Maybe Kouji's little guided tour had a point, after all. A villain attack would be a race against time, and he probably wouldn't exactly have the luxury to stop and check his satnav for directions --


But apparently his precognition would do the trick just fine! By the time he'd even consciously processed the words that had suddenly forced themselves into his brain, and long before he could even begin to interpret the vision of the future flashing before his mind's eye, his reflexes had already kicked in and done exactly what his powers asked of him, sending him hurtling sharply upward just in time for his thoughts to finally catch up.

Wait... Doesn't this mean I'm in danger? Why would I be in --

"OI, I SAID EYES ON THE ROAD!" In all the time Genesis had known him, Kouji's voice had never sounded desperate before. He sounded very, very desperate now. Right. He probably should have paid more attention to those warnings a little sooner.

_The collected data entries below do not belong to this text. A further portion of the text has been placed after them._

/// Index of the last line of the prompt group starting at `start`.
///
/// Continuation lines may follow the inputs; output runs to a blank line,
/// the next primary prompt, or the end of `lines`.
fn group_end(lines: &[RegionLine<'_>], start: usize, prompts: Prompts, stop_at_fence: bool) -> usize {
    let mut end = start;
    let mut in_output = false;

    for (j, line) in lines.iter().enumerate().skip(start + 1) {
        let trimmed = line.text.trim_start();
        if trimmed.is_empty() || prompts.strip_primary(trimmed).is_some() {
            break;
        }
        if stop_at_fence && Fence::open(trimmed).is_some() {
            break;
        }
        if prompts.strip_continuation(trimmed).is_some() {
            if in_output {
                break;
            }
        } else {
            in_output = true;
        }
        end = j;
    }
    end
}

/// Remove the indentation shared by all non-blank lines.
fn dedent<'a>(lines: impl Iterator<Item = &'a str> + Clone) -> Vec<String> {
    let indent = lines
        .clone()
        .filter(|l| !l.trim().is_empty())
        .map(|l| l.len() - l.trim_start_matches([' ', '\t']).len())
        .min()
        .unwrap_or(0);
    lines
        .map(|l| if l.trim().is_empty() { String::new() } else { l[indent..].to_string() })
        .collect()
}
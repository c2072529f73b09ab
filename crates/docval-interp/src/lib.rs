// SPDX-License-Identifier: (MIT OR Apache-2.0)
//! Tree-walk interpreter for the docval example script language.
//!
//! Executes the AST directly. Output is captured into a buffer, and every
//! loop iteration and call is metered so a runaway example can be stopped by
//! a deadline or a cancellation flag.

mod builtins;
mod env;
mod interp;
mod value;

pub use interp::{Interpreter, Interrupt, Limits, RuntimeError, MIN_STACK_SIZE};
pub use value::Value;
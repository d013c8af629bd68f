use thiserror::Error;

#[derive(Debug, Error)]
pub enum AppError {
    #[error("You need to sign in to do that")]
    AuthRequired,

    #[error("News service unavailable: {0}")]
    Upstream(String),

    #[error("Social store error: {0}")]
    Store(String),

    #[error("Invalid input: {0}")]
    InvalidInput(String),

    #[error("Malformed record: {0}")]
    Decode(String),

    #[error("Configuration error: {0}")]
    Config(String),

    #[error("HTTP error: {0}")]
    Http(#[from] reqwest::Error),

    #[error("Database error: {0}")]
    Database(#[from] tokio_rusqlite::Error),

    #[error("SQLite error: {0}")]
    Sqlite(#[from] rusqlite::Error),

    #[error("JSON error: {0}")]
    Json(#[from] serde_json::Error),

    #[error("Config parse error: {0}")]
    Toml(#[from] toml::de::Error),

    #[error("IO error: {0}")]
    Io(#[from] std::io::Error),

    #[error(transparent)]
    Other(#[from] anyhow::Error),
}

impl AppError {
    /// Whether the failure came from the signed-out guard rather than I/O.
    pub fn is_auth_required(&self) -> bool {
        matches!(self, AppError::AuthRequired)
    }
}

pub type Result<T> = std::result::Result<T, AppError>;
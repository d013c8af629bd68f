use std::time::Duration;

use async_trait::async_trait;
use reqwest::Client;
use serde::de::DeserializeOwned;
use serde::Deserialize;
use url::Url;

use crate::config::Config;
use crate::error::{AppError, Result};
use crate::models::Source;

/// An article exactly as the headlines API returns it.
#[derive(Debug, Clone, Default, PartialEq, Eq, Deserialize)]
#[serde(default, rename_all = "camelCase")]
pub struct ApiArticle {
    pub id: Option<String>,
    pub title: String,
    pub description: Option<String>,
    pub content: Option<String>,
    pub author: Option<String>,
    pub source: Option<Source>,
    #[serde(rename = "urlToImage")]
    pub image_url: Option<String>,
    pub url: Option<String>,
    pub published_at: Option<String>,
    pub category: Option<String>,
    // Some mirrors of the API carry engagement counters. They are never
    // trusted; the social store owns those numbers.
    pub views: Option<u32>,
    pub likes: Option<u32>,
    pub comments: Option<u32>,
}

#[derive(Debug, Clone, Default, Deserialize)]
#[serde(default, rename_all = "camelCase")]
pub struct ArticlesResponse {
    pub status: String,
    pub total_results: Option<u32>,
    pub articles: Vec<ApiArticle>,
    pub code: Option<String>,
    pub message: Option<String>,
}

#[derive(Debug, Clone, Default, Deserialize)]
#[serde(default)]
pub struct SourcesResponse {
    pub status: String,
    pub sources: Vec<Source>,
    pub code: Option<String>,
    pub message: Option<String>,
}

fn check_status(status: &str, code: Option<&str>, message: Option<&str>) -> Result<()> {
    if status.eq_ignore_ascii_case("ok") {
        return Ok(());
    }
    let detail = message
        .or(code)
        .map(str::to_string)
        .unwrap_or_else(|| format!("status \"{}\"", status));
    Err(AppError::Upstream(detail))
}

impl ArticlesResponse {
    pub fn ok(articles: Vec<ApiArticle>) -> Self {
        Self {
            status: "ok".to_string(),
            total_results: Some(articles.len() as u32),
            articles,
            ..Default::default()
        }
    }

    pub fn ensure_ok(self) -> Result<Self> {
        check_status(&self.status, self.code.as_deref(), self.message.as_deref())?;
        Ok(self)
    }
}

impl SourcesResponse {
    pub fn ok(sources: Vec<Source>) -> Self {
        Self {
            status: "ok".to_string(),
            sources,
            ..Default::default()
        }
    }

    pub fn ensure_ok(self) -> Result<Self> {
        check_status(&self.status, self.code.as_deref(), self.message.as_deref())?;
        Ok(self)
    }
}

#[derive(Debug, Clone, PartialEq, Eq)]
pub struct EverythingQuery {
    pub q: String,
    pub sort_by: String,
    pub page_size: u32,
}

impl EverythingQuery {
    pub fn new(q: impl Into<String>, page_size: u32) -> Self {
        Self {
            q: q.into(),
            sort_by: "publishedAt".to_string(),
            page_size,
        }
    }

    fn params(&self) -> Vec<(&'static str, String)> {
        vec![
            ("q", self.q.clone()),
            ("sortBy", self.sort_by.clone()),
            ("pageSize", self.page_size.to_string()),
        ]
    }
}

#[derive(Debug, Clone, PartialEq, Eq)]
pub struct HeadlinesQuery {
    pub country: String,
    pub category: Option<String>,
    pub page_size: u32,
}

impl HeadlinesQuery {
    fn params(&self) -> Vec<(&'static str, String)> {
        let mut params = vec![("country", self.country.clone())];
        if let Some(category) = &self.category {
            params.push(("category", category.clone()));
        }
        params.push(("pageSize", self.page_size.to_string()));
        params
    }
}

#[derive(Debug, Clone, PartialEq, Eq)]
pub struct SourcesQuery {
    pub category: Option<String>,
    pub language: String,
    pub country: Option<String>,
}

impl SourcesQuery {
    fn params(&self) -> Vec<(&'static str, String)> {
        let mut params = Vec::new();
        if let Some(category) = &self.category {
            params.push(("category", category.clone()));
        }
        params.push(("language", self.language.clone()));
        if let Some(country) = &self.country {
            params.push(("country", country.clone()));
        }
        params
    }
}

/// Read side of the headlines service.
#[async_trait]
pub trait NewsApi: Send + Sync {
    async fn everything(&self, query: &EverythingQuery) -> Result<ArticlesResponse>;
    async fn top_headlines(&self, query: &HeadlinesQuery) -> Result<ArticlesResponse>;
    async fn sources(&self, query: &SourcesQuery) -> Result<SourcesResponse>;
}

#[derive(Clone)]
pub struct NewsApiClient {
    client: Client,
    base_url: Url,
    api_key: Option<String>,
}

impl NewsApiClient {
    pub fn new(config: &Config) -> Result<Self> {
        let client = Client::builder()
            .timeout(config.request_timeout())
            .connect_timeout(Duration::from_secs(10))
            .user_agent(concat!("newsdesk/", env!("CARGO_PKG_VERSION")))
            .build()?;

        Ok(Self {
            client,
            base_url: Self::parse_base_url(&config.api_base_url)?,
            api_key: config.api_key.clone(),
        })
    }

    /// Url::join drops the last path segment unless it ends in a slash.
    fn parse_base_url(raw: &str) -> Result<Url> {
        let mut raw = raw.trim().to_string();
        if !raw.ends_with('/') {
            raw.push('/');
        }
        Url::parse(&raw).map_err(|e| AppError::Config(format!("api_base_url: {}", e)))
    }

    pub(crate) fn endpoint(&self, path: &str) -> Result<Url> {
        self.base_url
            .join(path)
            .map_err(|e| AppError::Config(format!("endpoint {}: {}", path, e)))
    }

    async fn get_json<T: DeserializeOwned>(
        &self,
        path: &str,
        params: &[(&'static str, String)],
    ) -> Result<T> {
        let url = self.endpoint(path)?;
        let mut request = self.client.get(url).query(params);
        if let Some(key) = &self.api_key {
            request = request.header("X-Api-Key", key);
        }

        let response = request.send().await?;
        let status = response.status();
        let bytes = response.bytes().await?;

        if !status.is_success() {
            // Error bodies carry {status, code, message}
            let message = serde_json::from_slice::<ArticlesResponse>(&bytes)
                .ok()
                .and_then(|body| body.message)
                .unwrap_or_else(|| format!("HTTP {}", status));
            tracing::debug!("{} failed: {}", path, message);
            return Err(AppError::Upstream(message));
        }

        Ok(serde_json::from_slice(&bytes)?)
    }
}

#[async_trait]
impl NewsApi for NewsApiClient {
    async fn everything(&self, query: &EverythingQuery) -> Result<ArticlesResponse> {
        self.get_json::<ArticlesResponse>("everything", &query.params())
            .await?
            .ensure_ok()
    }

    async fn top_headlines(&self, query: &HeadlinesQuery) -> Result<ArticlesResponse> {
        self.get_json::<ArticlesResponse>("top-headlines", &query.params())
            .await?
            .ensure_ok()
    }

    async fn sources(&self, query: &SourcesQuery) -> Result<SourcesResponse> {
        self.get_json::<SourcesResponse>("top-headlines/sources", &query.params())
            .await?
            .ensure_ok()
    }
}
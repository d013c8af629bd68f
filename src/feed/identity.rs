//! Stable article identifiers.
//!
//! The headlines API rarely supplies an id, and articles are rebuilt on every
//! fetch, so the id has to be re-derivable from the article itself. Social
//! records are keyed by it, which rules out anything process-dependent.

use sha2::{Digest, Sha256};

use crate::models::Article;

/// Bytes of the digest kept in the id (hex doubles the length).
const ID_BYTES: usize = 16;

/// Derive an id from the canonical URL, or from title + publish time when
/// there is no URL. Two URL-less articles sharing title and timestamp get the
/// same id; upstream offers nothing better to tell them apart.
pub fn derive_article_id(url: Option<&str>, title: &str, published_at: Option<&str>) -> String {
    let mut hasher = Sha256::new();
    match url.map(str::trim).filter(|u| !u.is_empty()) {
        Some(url) => hasher.update(url.as_bytes()),
        None => {
            hasher.update(title.as_bytes());
            hasher.update(published_at.unwrap_or_default().as_bytes());
        }
    }
    let digest = hasher.finalize();
    storage_safe_key(&hex::encode(&digest[..ID_BYTES]))
}

/// Fill in `article.id` if it is blank. Existing ids are left alone.
pub fn ensure_id(article: &mut Article) {
    if article.id.trim().is_empty() {
        article.id = derive_article_id(
            article.url.as_deref(),
            &article.title,
            article.published_at.as_deref(),
        );
    }
}

/// Replace characters the document-key scheme reserves.
pub fn storage_safe_key(raw: &str) -> String {
    raw.chars()
        .map(|c| match c {
            '-' => 'n',
            '+' | '/' | '.' | '#' | '$' | '[' | ']' => '_',
            other => other,
        })
        .collect()
}
use serde::{Deserialize, Serialize};

/// A news outlet as reported by the headlines API.
#[derive(Debug, Clone, PartialEq, Eq, Default, Serialize, Deserialize)]
pub struct Source {
    #[serde(default)]
    pub id: Option<String>,
    #[serde(default)]
    pub name: String,
    #[serde(default)]
    pub description: Option<String>,
    #[serde(default)]
    pub url: Option<String>,
    #[serde(default)]
    pub category: Option<String>,
    #[serde(default)]
    pub language: Option<String>,
    #[serde(default)]
    pub country: Option<String>,
}

impl Source {
    pub fn named(id: Option<&str>, name: &str) -> Self {
        Self {
            id: id.map(str::to_string),
            name: name.to_string(),
            ..Default::default()
        }
    }
}

/// A display-ready article.
///
/// `id` is always non-empty once the article has been through the
/// normalizer or `ensure_id`. Likes, bookmarks and comments are never
/// stored here; they live in the social store and are merged on read.
#[derive(Debug, Clone, PartialEq, Eq, Serialize, Deserialize)]
pub struct Article {
    pub id: String,
    pub title: String,
    pub description: Option<String>,
    pub content: Option<String>,
    pub content_text: Option<String>,
    pub author: Option<String>,
    pub source: Option<Source>,
    pub image_url: Option<String>,
    pub url: Option<String>,
    pub published_at: Option<String>,
    pub category: Option<String>,
}

impl Article {
    pub fn source_name(&self) -> &str {
        self.source
            .as_ref()
            .map(|s| s.name.as_str())
            .filter(|n| !n.is_empty())
            .unwrap_or("Unknown source")
    }

    pub fn title_matches(&self, needle_lowercase: &str) -> bool {
        self.title.to_lowercase().contains(needle_lowercase)
    }
}
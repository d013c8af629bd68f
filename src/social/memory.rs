use std::collections::HashMap;
use std::sync::{Mutex, MutexGuard};

use async_trait::async_trait;
use chrono::Utc;

use crate::error::Result;
use crate::models::{Comment, CurrentUser, UserProfile};

use super::record::{decode_comments, decode_profile, encode_profile, CommentRecord};
use super::{Session, SocialStore};

/// Likes and bookmarks are matched on `(article_id, user_id)`.
type InteractionKey = (String, String);

#[derive(Debug, Clone)]
struct Interaction {
    article_id: String,
    user_id: String,
    created_at: i64,
}

#[derive(Default)]
struct Tables {
    profiles: HashMap<String, serde_json::Value>,
    likes: HashMap<InteractionKey, Interaction>,
    bookmarks: HashMap<InteractionKey, Interaction>,
    comments: Vec<CommentRecord>,
}

/// Process-local social store. Documents are kept in their stored shape and
/// decoded on every read, same as the durable backend.
pub struct MemorySocialStore {
    session: Session,
    tables: Mutex<Tables>,
}

impl MemorySocialStore {
    pub fn new(session: Session) -> Self {
        Self {
            session,
            tables: Mutex::new(Tables::default()),
        }
    }

    /// Store a comment document as-is, bypassing validation.
    pub fn insert_comment_record(&self, record: CommentRecord) {
        self.tables().comments.push(record);
    }

    /// Store a profile document as-is, bypassing validation.
    pub fn insert_profile_document(&self, uid: &str, document: serde_json::Value) {
        self.tables().profiles.insert(uid.to_string(), document);
    }

    fn tables(&self) -> MutexGuard<'_, Tables> {
        self.tables.lock().unwrap_or_else(|p| p.into_inner())
    }

    fn toggle(
        &self,
        pick: fn(&mut Tables) -> &mut HashMap<InteractionKey, Interaction>,
        article_id: &str,
    ) -> Result<bool> {
        let user = self.session.require()?;
        let key = (article_id.to_string(), user.uid.clone());
        let mut tables = self.tables();
        let records = pick(&mut tables);
        if records.remove(&key).is_some() {
            return Ok(false);
        }
        records.insert(
            key,
            Interaction {
                article_id: article_id.to_string(),
                user_id: user.uid,
                created_at: Utc::now().timestamp_millis(),
            },
        );
        Ok(true)
    }

    fn has(
        &self,
        pick: fn(&Tables) -> &HashMap<InteractionKey, Interaction>,
        article_id: &str,
    ) -> bool {
        match self.session.current() {
            Some(user) => pick(&self.tables()).contains_key(&(article_id.to_string(), user.uid)),
            None => false,
        }
    }
}

#[async_trait]
impl SocialStore for MemorySocialStore {
    fn current_user(&self) -> Option<CurrentUser> {
        self.session.current()
    }

    async fn get_profile(&self, uid: &str) -> Result<Option<UserProfile>> {
        let document = self.tables().profiles.get(uid).cloned();
        document.map(decode_profile).transpose()
    }

    async fn set_profile(&self, profile: &UserProfile) -> Result<()> {
        let document = encode_profile(profile)?;
        self.tables().profiles.insert(profile.uid.clone(), document);
        Ok(())
    }

    async fn toggle_like(&self, article_id: &str) -> Result<bool> {
        self.toggle(|t| &mut t.likes, article_id)
    }

    async fn like_count(&self, article_id: &str) -> Result<u32> {
        let count = self
            .tables()
            .likes
            .values()
            .filter(|like| like.article_id == article_id)
            .count();
        Ok(count as u32)
    }

    async fn is_liked(&self, article_id: &str) -> Result<bool> {
        Ok(self.has(|t| &t.likes, article_id))
    }

    async fn toggle_bookmark(&self, article_id: &str) -> Result<bool> {
        self.toggle(|t| &mut t.bookmarks, article_id)
    }

    async fn is_bookmarked(&self, article_id: &str) -> Result<bool> {
        Ok(self.has(|t| &t.bookmarks, article_id))
    }

    async fn user_bookmark_ids(&self) -> Result<Vec<String>> {
        let Some(user) = self.session.current() else {
            return Ok(Vec::new());
        };
        let mut marks: Vec<Interaction> = self
            .tables()
            .bookmarks
            .values()
            .filter(|b| b.user_id == user.uid)
            .cloned()
            .collect();
        marks.sort_by_key(|b| b.created_at);
        Ok(marks.into_iter().map(|b| b.article_id).collect())
    }

    async fn add_comment(&self, article_id: &str, comment: &Comment) -> Result<()> {
        let user = self.session.require()?;
        let mut record = CommentRecord::from(comment);
        record.article_id = Some(article_id.to_string());
        record.user_id = Some(user.uid);
        self.tables().comments.push(record);
        Ok(())
    }

    async fn list_comments(&self, article_id: &str) -> Result<Vec<Comment>> {
        let records: Vec<CommentRecord> = self
            .tables()
            .comments
            .iter()
            .filter(|r| r.article_id.as_deref() == Some(article_id))
            .cloned()
            .collect();
        Ok(decode_comments(records))
    }

    async fn count_comments(&self, article_id: &str) -> Result<u32> {
        Ok(self.list_comments(article_id).await?.len() as u32)
    }
}
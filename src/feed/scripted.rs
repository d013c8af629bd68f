use std::collections::HashMap;
use std::sync::Mutex;

use async_trait::async_trait;

use crate::error::{AppError, Result};
use crate::models::Source;

use super::api::{
    ApiArticle, ArticlesResponse, EverythingQuery, HeadlinesQuery, NewsApi, SourcesQuery,
    SourcesResponse,
};

enum Reply<T> {
    Ok(T),
    Fail(String),
}

/// A canned `NewsApi` for offline runs and tests.
///
/// Headlines are keyed by category (`None` is the uncategorised page),
/// searches by query string, sources by category. Unscripted requests
/// answer with an empty `ok` page. Every request is recorded.
#[derive(Default)]
pub struct ScriptedNewsApi {
    headlines: Mutex<HashMap<Option<String>, Reply<Vec<ApiArticle>>>>,
    searches: Mutex<HashMap<String, Reply<Vec<ApiArticle>>>>,
    sources: Mutex<HashMap<Option<String>, Reply<Vec<Source>>>>,
    calls: Mutex<Vec<String>>,
}

impl ScriptedNewsApi {
    pub fn new() -> Self {
        Self::default()
    }

    pub fn with_headlines(self, category: Option<&str>, articles: Vec<ApiArticle>) -> Self {
        lock(&self.headlines).insert(category.map(str::to_string), Reply::Ok(articles));
        self
    }

    pub fn failing_headlines(self, category: Option<&str>, message: &str) -> Self {
        lock(&self.headlines).insert(category.map(str::to_string), Reply::Fail(message.to_string()));
        self
    }

    pub fn with_search(self, q: &str, articles: Vec<ApiArticle>) -> Self {
        lock(&self.searches).insert(q.to_string(), Reply::Ok(articles));
        self
    }

    pub fn failing_search(self, q: &str, message: &str) -> Self {
        lock(&self.searches).insert(q.to_string(), Reply::Fail(message.to_string()));
        self
    }

    pub fn with_sources(self, category: Option<&str>, sources: Vec<Source>) -> Self {
        lock(&self.sources).insert(category.map(str::to_string), Reply::Ok(sources));
        self
    }

    pub fn failing_sources(self, category: Option<&str>, message: &str) -> Self {
        lock(&self.sources).insert(category.map(str::to_string), Reply::Fail(message.to_string()));
        self
    }

    /// Requests seen so far, e.g. `headlines:business` or `everything:rust`.
    pub fn calls(&self) -> Vec<String> {
        lock(&self.calls).clone()
    }

    fn record(&self, call: String) {
        lock(&self.calls).push(call);
    }
}

fn lock<T>(mutex: &Mutex<T>) -> std::sync::MutexGuard<'_, T> {
    // A panicked test thread must not wedge the others.
    mutex.lock().unwrap_or_else(|poisoned| poisoned.into_inner())
}

fn answer<T: Clone>(reply: Option<&Reply<T>>, empty: T) -> Result<T> {
    match reply {
        Some(Reply::Ok(value)) => Ok(value.clone()),
        Some(Reply::Fail(message)) => Err(AppError::Upstream(message.clone())),
        None => Ok(empty),
    }
}

#[async_trait]
impl NewsApi for ScriptedNewsApi {
    async fn everything(&self, query: &EverythingQuery) -> Result<ArticlesResponse> {
        self.record(format!("everything:{}", query.q));
        let articles = answer(lock(&self.searches).get(&query.q), Vec::new())?;
        Ok(ArticlesResponse::ok(articles))
    }

    async fn top_headlines(&self, query: &HeadlinesQuery) -> Result<ArticlesResponse> {
        self.record(format!(
            "headlines:{}",
            query.category.as_deref().unwrap_or("*")
        ));
        let articles = answer(lock(&self.headlines).get(&query.category), Vec::new())?;
        Ok(ArticlesResponse::ok(articles))
    }

    async fn sources(&self, query: &SourcesQuery) -> Result<SourcesResponse> {
        self.record(format!("sources:{}", query.category.as_deref().unwrap_or("*")));
        let sources = answer(lock(&self.sources).get(&query.category), Vec::new())?;
        Ok(SourcesResponse::ok(sources))
    }
}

So, obediently, Genesis looked up. Or was it down? It was too little, too late either way. His boots magnetized onto something, and then all of a sudden his whole body lurched violently in the opposite direction, as though he'd been fired out of a cannon. He resisted the urge to vomit inside his helmet at the sudden acceleration, feeling as though all the blood was being yanked out of his body through his face.

"What... the hell did I just...?!"

"You flew right in front of a freight line, dumbass!" Kouji cut him off. "Since you're still conscious, I'm assuming you didn't get hit head on -- lucky bastard. But I don't see you anywhere; where the hell did you even get launched?"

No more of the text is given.